Pigmented - Pigmented basal cell carcinoma is similar to nodular basal cell carcinoma, but is more likely to appear in people with dark hair or dark eyes. As its name implies, this growth is almost black and can easily be mistaken for the more aggressive melanoma.
Fibroepithelioma - This is a rare type of basal cell carcinoma appearing as one or more slightly elevated, reddish lesions. Usually they arise on the back.
Basosquamous carcinoma - Squamous and basal cell carcinoma can coexist as one tumor growth at the same time. Clinically, it can look like a basal cell or squamous cell carcinoma. Basosquamous cell carcinomas are believed by some researchers to have a greater tendency to metastasize. These tumors require immediate and aggressive treatment.

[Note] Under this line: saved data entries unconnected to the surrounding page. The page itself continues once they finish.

//! Flag evaluation over the rule catalog
//!
//! One dispatch function walks the 71 slots and applies each slot's
//! calculation pattern to the ticket. Missing text fields short-circuit
//! their matching clause to "no match" rather than erroring.

use regex::Regex;
use tracing::trace;

use crate::ticket::Ticket;

use super::catalog::{CalcPattern, RuleCatalog};
use super::FlagSet;

/// Compute all 71 rank flags for a ticket.
pub fn evaluate(ticket: &Ticket, catalog: &RuleCatalog) -> FlagSet {
    let mut flags = FlagSet::new();

    for (slot, pattern) in catalog.iter() {
        let hit = match pattern {
            CalcPattern::TextContainsAny { keywords } => {
                text_contains_any(ticket.content.as_deref(), keywords)
            }
            CalcPattern::FieldEqualsAny { values } => field_equals_any(
                ticket.source_company.as_deref(),
                values,
            ),
            CalcPattern::VendorCrossMatch => vendor_cross_match(ticket, catalog),
            CalcPattern::ThreeWay {
                include,
                exclude,
                order_codes,
            } => three_way(ticket, include, exclude, order_codes),
            CalcPattern::ClassificationMatch { codes } => {
                codes.contains(&ticket.classification)
            }
        };
        flags.set(slot, hit as u8);
    }

    trace!(ticket = %ticket.id.0, raised = flags.count_set(), "flags evaluated");
    flags
}

/// Pattern 1: the content field matches at least one keyword regex.
/// An empty keyword list or an absent field yields no match.
fn text_contains_any(field: Option<&str>, keywords: &[Regex]) -> bool {
    match field {
        Some(text) => keywords.iter().any(|re| re.is_match(text)),
        None => false,
    }
}

/// Pattern 2: the source-company field exactly equals one of the values.
fn field_equals_any(field: Option<&str>, values: &[String]) -> bool {
    match field {
        Some(text) => values.iter().any(|v| v == text),
        None => false,
    }
}

/// Pattern 3: content or person-in-charge contains a vendor name
/// registered for the ticket's routing profile. Both sides of the
/// comparison are stripped of ideographic spaces and upper-cased; the
/// match is a plain substring test, never a regex (vendor names may
/// contain metacharacters).
fn vendor_cross_match(ticket: &Ticket, catalog: &RuleCatalog) -> bool {
    let profile = match ticket.profile {
        Some(p) => p,
        None => return false,
    };
    let vendors = match catalog.vendors_for(profile) {
        Some(v) if !v.is_empty() => v,
        _ => return false,
    };

    let content = ticket.content.as_deref().map(strip_for_vendor_match);
    let person = ticket.person_in_charge.as_deref().map(strip_for_vendor_match);

    vendors.iter().any(|vendor| {
        content.as_deref().is_some_and(|c| c.contains(vendor.as_str()))
            || person.as_deref().is_some_and(|p| p.contains(vendor.as_str()))
    })
}

fn strip_for_vendor_match(text: &str) -> String {
    text.replace('\u{3000}', "").to_uppercase()
}

/// Pattern 4: three-way AND. An empty list makes its clause vacuously
/// true; if all three lists are empty the flag is 0.
fn three_way(
    ticket: &Ticket,
    include: &[Regex],
    exclude: &[Regex],
    order_codes: &[u16],
) -> bool {
    if include.is_empty() && exclude.is_empty() && order_codes.is_empty() {
        return false;
    }

    let includes_hit = include.is_empty()
        || text_contains_any(ticket.content.as_deref(), include);
    let excludes_clear = exclude.is_empty()
        || !text_contains_any(ticket.content.as_deref(), exclude);
    let order_hit = order_codes.is_empty() || order_codes.contains(&ticket.order_content.0);

    includes_hit && excludes_clear && order_hit
}

#[cfg(test)]
mod tests {
    use super::*;
    use crate::flags::catalog::CalcPattern;
    use crate::rank::Rank;
    use crate::ticket::{
        OrderContent, OrgPath, ProfileId, Ticket, TicketId, UnitId,
    };
    use regex::Regex;
    use uuid::Uuid;

    fn make_ticket(content: Option<&str>) -> Ticket {
        Ticket {
            id: TicketId(Uuid::nil()),
            origin: OrgPath::empty(),
            window_unit: UnitId::empty(),
            classification: 0,
            order_content: OrderContent::NONE,
            contractor_name: None,
            content: content.map(String::from),
            source_company: None,
            person_in_charge: None,
            contact_phone: None,
            contract_id: None,
            third_party_application: false,
            collaboration_line: false,
            contact_method: None,
            address_text: None,
            address_code: None,
            profile: None,
            account_owner: None,
            policy_keywords: None,
            predicted_rank: Some(Rank::C),
            flags: FlagSet::new(),
            rank: None,
        }
    }

    fn regexes(patterns: &[&str]) -> Vec<Regex> {
        patterns.iter().map(|p| Regex::new(p).unwrap()).collect()
    }

    #[test]
    fn pattern1_empty_list_never_matches() {
        let catalog = RuleCatalog::empty();
        let ticket = make_ticket(Some("fiber line new install"));
        let flags = evaluate(&ticket, &catalog);
        assert_eq!(flags.count_set(), 0);
    }

    #[test]
    fn pattern1_regex_match() {
        let catalog = RuleCatalog::empty().with_slot(
            1,
            CalcPattern::TextContainsAny {
                keywords: regexes(&["fiber.?(new|install)"]),
            },
        );
        let flags = evaluate(&make_ticket(Some("order: fiber install asap")), &catalog);
        assert!(flags.is_set(1));

        let flags = evaluate(&make_ticket(Some("copper repair")), &catalog);
        assert!(!flags.is_set(1));
    }

    #[test]
    fn pattern1_missing_content_is_zero() {
        let catalog = RuleCatalog::empty().with_slot(
            1,
            CalcPattern::TextContainsAny {
                keywords: regexes(&["anything"]),
            },
        );
        let flags = evaluate(&make_ticket(None), &catalog);
        assert!(!flags.is_set(1));
    }

    #[test]
    fn pattern2_exact_equality_only() {
        let catalog = RuleCatalog::empty().with_slot(
            33,
            CalcPattern::FieldEqualsAny {
                values: vec!["ACME CORP".to_string()],
            },
        );

        let mut ticket = make_ticket(None);
        ticket.source_company = Some("ACME CORP".to_string());
        assert!(evaluate(&ticket, &catalog).is_set(33));

        ticket.source_company = Some("ACME CORPORATION".to_string());
        assert!(!evaluate(&ticket, &catalog).is_set(33));
    }

    #[test]
    fn pattern3_matches_vendor_in_either_field() {
        let profile = ProfileId(Uuid::from_u128(1));
        let catalog = RuleCatalog::empty()
            .with_vendors(profile, vec!["VENDORX".to_string()]);

        let mut ticket = make_ticket(None);
        ticket.profile = Some(profile);
        ticket.person_in_charge = Some("handled by vendor\u{3000}x desk".to_string());
        assert!(evaluate(&ticket, &catalog).is_set(41));

        ticket.person_in_charge = None;
        ticket.content = Some("referred via Vendor\u{3000}X".to_string());
        assert!(evaluate(&ticket, &catalog).is_set(41));
    }

    #[test]
    fn pattern3_requires_matching_profile() {
        let registered = ProfileId(Uuid::from_u128(1));
        let other = ProfileId(Uuid::from_u128(2));
        let catalog = RuleCatalog::empty()
            .with_vendors(registered, vec!["VENDORX".to_string()]);

        let mut ticket = make_ticket(Some("VENDORX"));
        ticket.profile = Some(other);
        assert!(!evaluate(&ticket, &catalog).is_set(41));
    }

    #[test]
    fn pattern3_is_substring_not_regex() {
        let profile = ProfileId(Uuid::from_u128(1));
        let catalog = RuleCatalog::empty()
            .with_vendors(profile, vec!["A.B+C".to_string()]);

        let mut ticket = make_ticket(Some("contact a.b+c support"));
        ticket.profile = Some(profile);
        assert!(evaluate(&ticket, &catalog).is_set(41));

        // Would match "AXBBC" if the vendor name were treated as a regex.
        ticket.content = Some("AXBBC".to_string());
        assert!(!evaluate(&ticket, &catalog).is_set(41));
    }

    #[test]
    fn pattern4_all_lists_empty_is_zero() {
        let catalog = RuleCatalog::empty(); // slot 42 has three empty lists
        let flags = evaluate(&make_ticket(Some("anything at all")), &catalog);
        assert!(!flags.is_set(42));
    }

    #[test]
    fn pattern4_include_only() {
        let catalog = RuleCatalog::empty().with_slot(
            42,
            CalcPattern::ThreeWay {
                include: regexes(&["router"]),
                exclude: Vec::new(),
                order_codes: Vec::new(),
            },
        );
        assert!(evaluate(&make_ticket(Some("new router order")), &catalog).is_set(42));
        assert!(!evaluate(&make_ticket(Some("new switch order")), &catalog).is_set(42));
    }

    #[test]
    fn pattern4_exclusion_clears_match() {
        let catalog = RuleCatalog::empty().with_slot(
            42,
            CalcPattern::ThreeWay {
                include: regexes(&["router"]),
                exclude: regexes(&["cancel"]),
                order_codes: Vec::new(),
            },
        );
        assert!(!evaluate(&make_ticket(Some("cancel router order")), &catalog).is_set(42));
    }

    #[test]
    fn pattern4_order_code_clause() {
        let catalog = RuleCatalog::empty().with_slot(
            42,
            CalcPattern::ThreeWay {
                include: regexes(&["router"]),
                exclude: Vec::new(),
                order_codes: vec![OrderContent::NEW.0],
            },
        );
        let mut ticket = make_ticket(Some("router"));
        ticket.order_content = OrderContent::NEW;
        assert!(evaluate(&ticket, &catalog).is_set(42));

        ticket.order_content = OrderContent::SUSPENSION;
        assert!(!evaluate(&ticket, &catalog).is_set(42));
    }

    #[test]
    fn pattern5_classification_code() {
        let catalog = RuleCatalog::empty().with_slot(
            35,
            CalcPattern::ClassificationMatch { codes: vec![12, 34] },
        );
        let mut ticket = make_ticket(None);
        ticket.classification = 34;
        assert!(evaluate(&ticket, &catalog).is_set(35));

        ticket.classification = 56;
        assert!(!evaluate(&ticket, &catalog).is_set(35));
    }
}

Basal cell nevus syndrome - Rarely, basal cell carcinoma may develop as part of an inherited condition, commonly referred to as nevoid basal cell carcinoma syndrome or Gorlin syndrome. Unlike other skin cancer conditions, this syndrome may develop during childhood or adolescence, and as many as 50-100 cancers may be involved. Sometimes, the skin cancers increase in number as the person reaches adulthood. Clinically, they have the same appearance as basal cell carcinomas.
The vast majority of BCCs are not serious if detected early and treated quickly. The BCCs that cause trouble are the ones that have been neglected until they have become so thick that they are hard to treat.
There is no one best method to treat all skin cancers and precancers. The choice is determined by many factors, including the location, type and size, whether it is a primary tumor or a recurrent one, the health and preference of the patient, and the physician's experience with the technique. For example, a treatment that has a high cure rate and is painless but leaves a large scar might be acceptable for a tumor on the body, but not on the face.
Almost all treatments can be performed in the physician’s office or in a special surgical facility. Most skin cancer removal can be done using a local anesthetic. Rarely, extensive tumors may require general anesthesia and hospital admission.